Work instructions | The word "super" appears in some lines of the records below; state how many lines, and nothing else.

Excerpted data |
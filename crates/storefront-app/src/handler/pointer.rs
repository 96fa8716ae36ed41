//! Pointer handlers: press, release and hover
//!
//! A press on a pagination dot jumps to that window. A press anywhere else in
//! a section starts a drag; the release either swipes (travel beyond the drag
//! threshold) or counts as a click that selects the card under the pointer.
//! Moving over a section pauses its rotation until the pointer leaves.

use storefront_core::prelude::*;
use storefront_core::Moment;

use crate::message::{CarouselEvent, Message};
use crate::pointer::{PointerEvent, PointerKind};
use crate::section::Section;
use crate::state::{AppState, Press, Route};

use super::carousel::{finish_drag, handle_carousel_event, DragOutcome};
use super::UpdateResult;

pub(crate) fn handle_pointer(state: &mut AppState, event: PointerEvent, at: Moment) -> UpdateResult {
    let (column, row) = (event.column, event.row);
    let under = match state.route {
        Route::Home => state.regions.section_at(column, row),
        Route::Detail(_) => None,
    };
    update_hover(state, under, at);

    if !matches!(state.route, Route::Home) {
        return UpdateResult::none();
    }

    match event.kind {
        // Motion without a held button means the release happened elsewhere
        PointerKind::Moved => {
            cancel_press(state, at);
            UpdateResult::none()
        }

        PointerKind::Drag => UpdateResult::none(),

        PointerKind::Down => {
            // A release outside the terminal never reaches us
            cancel_press(state, at);

            if let Some((section, index)) = state.regions.dot_at(column, row) {
                state.focus = section;
                return UpdateResult::message(Message::Carousel {
                    section,
                    event: CarouselEvent::Jump(index),
                    at,
                });
            }

            let Some(section) = under else {
                return UpdateResult::none();
            };
            state.focus = section;
            let offset = state
                .regions
                .card_at(column, row)
                .filter(|(s, _)| *s == section)
                .map(|(_, offset)| offset)
                .unwrap_or(0);
            state.pressed = Some(Press { section, offset });
            UpdateResult::message(Message::Carousel {
                section,
                event: CarouselEvent::DragStart(i32::from(column)),
                at,
            })
        }

        PointerKind::Up => {
            let Some(press) = state.pressed.take() else {
                return UpdateResult::none();
            };
            match finish_drag(state, press.section, i32::from(column), at.at) {
                DragOutcome::Swiped(direction) => {
                    debug!("{} swiped {:?}", press.section, direction);
                    UpdateResult::none()
                }
                DragOutcome::Click => UpdateResult::message(Message::Select {
                    section: press.section,
                    offset: press.offset,
                }),
                DragOutcome::Idle => UpdateResult::none(),
            }
        }
    }
}

/// Abandon an unfinished press, releasing its drag pause
pub(crate) fn cancel_press(state: &mut AppState, at: Moment) {
    if let Some(press) = state.pressed.take() {
        debug!("{} drag abandoned", press.section);
        handle_carousel_event(state, press.section, CarouselEvent::DragCancel, at.at);
    }
}

/// Move the hover pause to whatever section is now under the pointer
pub(crate) fn update_hover(state: &mut AppState, under: Option<Section>, at: Moment) {
    if state.hovered == under {
        return;
    }
    if let Some(previous) = state.hovered.take() {
        handle_carousel_event(state, previous, CarouselEvent::HoverExit, at.at);
    }
    if let Some(section) = under {
        handle_carousel_event(state, section, CarouselEvent::HoverEnter, at.at);
    }
    state.hovered = under;
}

Response | 2